Sono feriti ma non sono in pericolo di vita i quattro osservatori Onu della missione di supervisione della tregua Untso coinvolti ieri in un'esplosione durante un pattugliamento a piedi lungo la Blue Line, nei pressi di Rmeish, in territorio libanese ma vicino al confine con Israele.
Si tratta di un australiano, uno svizzero, un norvegese e un cileno, che stavano girando con un cittadino libanese che fungeva da interprete. I feriti sono stati trasportati in in ospedale e, secondo i medici libanesi che li hanno curati, non sono in pericolo di vita, anche se hanno riportato «ferite gravi».
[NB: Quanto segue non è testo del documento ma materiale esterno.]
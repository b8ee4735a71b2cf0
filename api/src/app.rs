//! Application factory
//!
//! Builds the actix-web application around an [`AppState`]. The token
//! service is also registered as `Arc<dyn AccessVerifier>` so the Bearer
//! middleware does not need to know the store and repository types.

use std::sync::Arc;

use actix_web::{
    body::MessageBody,
    dev::{ServiceFactory, ServiceRequest, ServiceResponse},
    middleware::Logger,
    web, App, Error, HttpResponse,
};

use crate::dto::{ErrorResponse, ErrorResponseExt};
use crate::middleware::auth::JwtAuth;
use crate::routes::auth::{logout, password_reset, refresh, session, verify_account, AppState};

use sk_core::repositories::{AccountRepository, SessionStore};
use sk_core::services::AccessVerifier;

/// Create and configure the application with all dependencies
pub fn create_app<S, A>(
    app_state: web::Data<AppState<S, A>>,
) -> App<
    impl ServiceFactory<
        ServiceRequest,
        Config = (),
        Response = ServiceResponse<impl MessageBody>,
        Error = Error,
        InitError = (),
    >,
>
where
    S: SessionStore + 'static,
    A: AccountRepository + 'static,
{
    let verifier: Arc<dyn AccessVerifier> = app_state.auth_service.token_service().clone();

    App::new()
        .app_data(app_state)
        .app_data(web::Data::new(verifier))
        .wrap(Logger::default())
        .route("/health", web::get().to(health_check))
        .service(
            web::scope("/api/v1").service(
                web::scope("/auth")
                    .route("/refresh", web::post().to(refresh::refresh::<S, A>))
                    .route(
                        "/verify-account",
                        web::post().to(verify_account::verify_account::<S, A>),
                    )
                    .route(
                        "/password-reset/confirm",
                        web::post().to(password_reset::confirm_password_reset::<S, A>),
                    )
                    .service(
                        web::resource("/logout")
                            .wrap(JwtAuth::new())
                            .route(web::post().to(logout::logout::<S, A>)),
                    )
                    .service(
                        web::resource("/logout-all")
                            .wrap(JwtAuth::new())
                            .route(web::post().to(logout::logout_all::<S, A>)),
                    )
                    .service(
                        web::resource("/session")
                            .wrap(JwtAuth::new())
                            .route(web::get().to(session::session)),
                    ),
            ),
        )
        .default_service(web::route().to(not_found))
}

/// Health check endpoint handler
async fn health_check() -> HttpResponse {
    HttpResponse::Ok().json(serde_json::json!({
        "status": "healthy",
        "service": "sessionkeep-api",
        "version": env!("CARGO_PKG_VERSION"),
        "timestamp": chrono::Utc::now().to_rfc3339(),
    }))
}

/// Default 404 handler
async fn not_found() -> HttpResponse {
    ErrorResponse::new("not_found", "The requested resource was not found")
        .to_response(actix_web::http::StatusCode::NOT_FOUND)
}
Fin da subito l'agenzia di stampa libanese Nna ha attribuito l'attacco a un drone israeliano ma le Forze di difesa israeliane (Idf) hanno smentito che questa ricostruzione. «Al contrario di quanto riportato, stamane le Idf non hanno attaccato un veicolo dell'Unifil nell'area di Rmeish», si legge in una nota di Gerusalemme.
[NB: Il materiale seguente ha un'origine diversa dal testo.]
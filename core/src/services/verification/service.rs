//! Main verification service implementation

use std::sync::Arc;
use std::time::Duration;

use constant_time_eq::constant_time_eq;
use uuid::Uuid;

use crate::domain::entities::verification::{
    IssuedVerification, VerificationPurpose, VerificationRecord,
};
use crate::errors::{DomainResult, StoreError, TokenError};
use crate::repositories::SessionStore;
use crate::services::token::{digest_hint, hash_secret, TokenGenerator};

use super::config::VerificationServiceConfig;

/// Verification service for single-use, code-paired tokens.
///
/// A record is consumed only when both the raw token and the code match.
/// A wrong code leaves the record in place until it expires.
pub struct VerificationService<S: SessionStore> {
    /// Store holding verification records
    store: Arc<S>,
    generator: TokenGenerator,
    config: VerificationServiceConfig,
}

impl<S: SessionStore> VerificationService<S> {
    pub fn new(store: Arc<S>, config: VerificationServiceConfig) -> Self {
        Self {
            store,
            generator: TokenGenerator::new(),
            config,
        }
    }

    pub fn with_generator(mut self, generator: TokenGenerator) -> Self {
        self.generator = generator;
        self
    }

    /// Issue a token and code for `user_id`
    ///
    /// # Returns
    ///
    /// The raw token and the code, for delivery to the user. Only the
    /// token's hash is stored.
    pub async fn issue(
        &self,
        user_id: Uuid,
        purpose: VerificationPurpose,
    ) -> DomainResult<IssuedVerification> {
        let raw_token = self.generator.generate(self.config.token_bytes)?;
        let code = self.generator.generate(self.config.code_bytes)?;
        let token_hash = hash_secret(&raw_token);

        let record = VerificationRecord {
            code: code.clone(),
            user_id,
        };
        self.store
            .put(
                &purpose.key(&token_hash),
                record.to_fields(),
                Duration::from_secs(self.config.token_expiry_seconds),
            )
            .await?;

        tracing::info!(
            user_id = %user_id,
            purpose = %purpose,
            token_hint = digest_hint(&token_hash),
            event = "verification_issued",
            "Issued verification token"
        );

        Ok(IssuedVerification { raw_token, code })
    }

    /// Check a token and code without consuming them
    ///
    /// # Errors
    ///
    /// * `VerificationNotFound` - Unknown, expired or already consumed token
    /// * `CodeMismatch` - Token found but the code differs; record kept
    pub async fn verify(
        &self,
        raw_token: &str,
        code: &str,
        purpose: VerificationPurpose,
    ) -> DomainResult<Uuid> {
        let token_hash = hash_secret(raw_token);
        let key = purpose.key(&token_hash);

        let fields = self
            .store
            .get_all(&key)
            .await?
            .ok_or(TokenError::VerificationNotFound)?;
        let record = VerificationRecord::from_fields(&fields)
            .ok_or_else(|| StoreError::Corrupted { key: key.clone() })?;

        if !constant_time_eq(record.code.as_bytes(), code.as_bytes()) {
            tracing::warn!(
                user_id = %record.user_id,
                purpose = %purpose,
                token_hint = digest_hint(&token_hash),
                event = "verification_code_mismatch",
                "Verification code mismatch"
            );
            return Err(TokenError::CodeMismatch.into());
        }

        Ok(record.user_id)
    }

    /// Check a token and code, then delete the record so it cannot be replayed
    ///
    /// Of two concurrent calls with the same token, only the one whose delete
    /// removes the record succeeds.
    pub async fn consume(
        &self,
        raw_token: &str,
        code: &str,
        purpose: VerificationPurpose,
    ) -> DomainResult<Uuid> {
        let user_id = self.verify(raw_token, code, purpose).await?;

        let token_hash = hash_secret(raw_token);
        if !self.store.delete(&purpose.key(&token_hash)).await? {
            return Err(TokenError::VerificationNotFound.into());
        }

        tracing::info!(
            user_id = %user_id,
            purpose = %purpose,
            event = "verification_consumed",
            "Consumed verification token"
        );
        Ok(user_id)
    }

    /// Drop a token without checking its code
    pub async fn discard(&self, raw_token: &str, purpose: VerificationPurpose) -> DomainResult<()> {
        self.store
            .delete(&purpose.key(&hash_secret(raw_token)))
            .await?;
        Ok(())
    }
}
//! One-way hashing of opaque tokens into store lookup keys.
//!
//! Not for passwords: SHA-256 is fast on purpose so the digest can be
//! recomputed on every lookup.

use sha2::{Digest, Sha256};

/// Hex encoded SHA-256 digest of `raw`
pub fn hash_secret(raw: &str) -> String {
    let mut hasher = Sha256::new();
    hasher.update(raw.as_bytes());
    hex::encode(hasher.finalize())
}

/// Leading characters of a digest, safe to put in logs
pub(crate) fn digest_hint(digest: &str) -> &str {
    digest.get(..8).unwrap_or(digest)
}

#[cfg(test)]
mod tests {
    use super::*;

    #[test]
    fn test_hash_is_deterministic() {
        assert_eq!(hash_secret("token"), hash_secret("token"));
        assert_ne!(hash_secret("token"), hash_secret("token2"));
    }

    #[test]
    fn test_known_digest() {
        assert_eq!(
            hash_secret("abc"),
            "ba7816bf8f01cfea414140de5dae2223b00361a396177a9cb410ff61f20015ad"
        );
    }

    #[test]
    fn test_digest_hint() {
        assert_eq!(digest_hint(&hash_secret("abc")), "ba7816bf");
        assert_eq!(digest_hint("abc"), "abc");
    }
}
//! Random token generation from a cryptographically secure source

use std::sync::Arc;

use rand::rngs::OsRng;
use rand::RngCore;

use crate::errors::TokenError;

/// Source of random bytes
pub trait EntropySource: Send + Sync {
    fn fill(&self, dest: &mut [u8]) -> Result<(), rand::Error>;
}

/// Operating system CSPRNG
#[derive(Debug, Clone, Copy, Default)]
pub struct OsEntropy;

impl EntropySource for OsEntropy {
    fn fill(&self, dest: &mut [u8]) -> Result<(), rand::Error> {
        OsRng.try_fill_bytes(dest)
    }
}

/// Produces opaque hex tokens and verification codes
#[derive(Clone)]
pub struct TokenGenerator {
    source: Arc<dyn EntropySource>,
}

impl TokenGenerator {
    pub fn new() -> Self {
        Self::with_source(Arc::new(OsEntropy))
    }

    pub fn with_source(source: Arc<dyn EntropySource>) -> Self {
        Self { source }
    }

    /// Generates `n` random bytes, hex encoded into `2n` characters
    ///
    /// # Errors
    ///
    /// `TokenError::EntropyUnavailable` when the source cannot supply bytes
    pub fn generate(&self, n: usize) -> Result<String, TokenError> {
        let mut bytes = vec![0u8; n];
        self.source.fill(&mut bytes).map_err(|e| {
            tracing::error!(error = %e, event = "entropy_unavailable", "Secure random source failed");
            TokenError::EntropyUnavailable
        })?;
        Ok(hex::encode(bytes))
    }
}

impl Default for TokenGenerator {
    fn default() -> Self {
        Self::new()
    }
}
«Prendere di mira i peacekeeper - fa notare Andrea Tenenti, portavoce di Unifil, la Forza di interposizione in Libano a guida italiana, per la quale Untso svolge mansioni di supporto - è inaccettabile. Tutti gli attori hanno la responsabilità, sulla base del diritto umanitario internazionale, di evitare di prendere di mira non combattenti, tra cui peacekeeper, giornalisti, personale medico e civili».
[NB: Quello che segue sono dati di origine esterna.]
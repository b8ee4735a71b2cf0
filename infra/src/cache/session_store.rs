//! Redis implementation of the session store
//!
//! Records are Redis hashes under the keys built by `sk_core`
//! (`refreshToken:<hash>`, `accessToken:<jti>`, `verification:<hash>`,
//! `passwordReset:<hash>`), expiring through native key TTLs.

use std::time::Duration;

use async_trait::async_trait;
use sk_core::domain::Fields;
use sk_core::errors::StoreError;
use sk_core::repositories::session::check_fields;
use sk_core::repositories::SessionStore;

use super::redis_client::RedisClient;
use crate::InfrastructureError;
use sk_shared::CacheConfig;

/// Session store backed by Redis hashes
#[derive(Clone)]
pub struct RedisSessionStore {
    /// Redis client for cache operations
    redis_client: RedisClient,
}

impl RedisSessionStore {
    pub fn new(redis_client: RedisClient) -> Self {
        Self { redis_client }
    }

    /// Connect using the given configuration
    pub async fn connect(config: &CacheConfig) -> Result<Self, InfrastructureError> {
        Ok(Self::new(RedisClient::new(config).await?))
    }

    pub fn client(&self) -> &RedisClient {
        &self.redis_client
    }
}

/// `EXPIRE 0` deletes the key at once, so sub-second TTLs round up
fn ttl_seconds(ttl: Duration) -> u64 {
    let secs = ttl.as_secs();
    if ttl.subsec_nanos() > 0 {
        secs + 1
    } else {
        secs.max(1)
    }
}

#[async_trait]
impl SessionStore for RedisSessionStore {
    async fn put(&self, key: &str, fields: Fields, ttl: Duration) -> Result<(), StoreError> {
        check_fields(key, &fields)?;

        self.redis_client
            .hset_with_expiry(key, &fields, ttl_seconds(ttl))
            .await
            .map_err(StoreError::from)
    }

    async fn get_all(&self, key: &str) -> Result<Option<Fields>, StoreError> {
        self.redis_client
            .hgetall(key)
            .await
            .map_err(StoreError::from)
    }

    async fn delete(&self, key: &str) -> Result<bool, StoreError> {
        self.redis_client
            .delete(key)
            .await
            .map_err(StoreError::from)
    }
}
Solidarietà ai Caschi Blu feriti arriva dal primo ministro libanese, Najib Mikati, che ha chiamato il capo dell'Unifil, lo spagnolo Aroldo Lazaro, per esprimere vicinanza e per condannare l'attentato. Lo riferisce il quotidiano libanese an-Nahar.
Nel frattempo nella Striscia di Gaza l'esercito israeliano prosegue l'operazione militare nell'ospedale al-Shifa di Gaza City, dove la Forze di difesa israeliane (Idf) assicurano di aver ucciso «altri combattenti» di Hamas e sequestrato armi. Inoltre nella notte Israele ha condotto diversi raid aerei sulla zona centrale di Gaza e Khan Yunis. E a Gaza si muore non solo per le bombe e i proiettili, ma anche cercando di sfamarsi. Cinque persone sono morte e decine sono rimaste ferite nella calca durante la consegna di aiuti nella rotonda Kuwait a Gaza City. Secondo la Mezzaluna rossa palestinese il caos sarebbe scoppiato all'alba: migliaia di persone si erano radunate per l'arrivo di 15 camion carichi di derrate alimentari. I decessi sono stati provocati dalla calca ma in almeno tre casi anche dai proiettili sparati dai militari che dovevano gestire la situazione. Secondo l'Integrated food security phase classification il Nord della Striscia rischia una carestia imminente (ipotesi smentita da Israele, secondo cui l'Ipc «dipende dalle informazioni di Hamas»), mentre Mohamed Nossair, capo delle operazioni della Mezzaluna Rossa egiziana accusa Israele di bloccare l'ingresso di molto materiale fondamentale nella Striscia. «Ogni giorno gli israeliani bloccano tra i 20 e i 25 camion - dice Nossair -. Gli aiuti che arrivano in casse di legno vengono rifiutati senza neanche un controllo, come anche vengono rifiutati i pacchi che non corrispondono alle misure precise imposte dal governo israeliano».
Secondo il direttore generale dell'Oms Tedros Adhanom Ghebreyesus Israele dovrebbe urgentemente consentire a circa 9mila palestinesi malati che non possono essere curati nelle strutture sanitarie praticamente al collasso di lasciare la Striscia.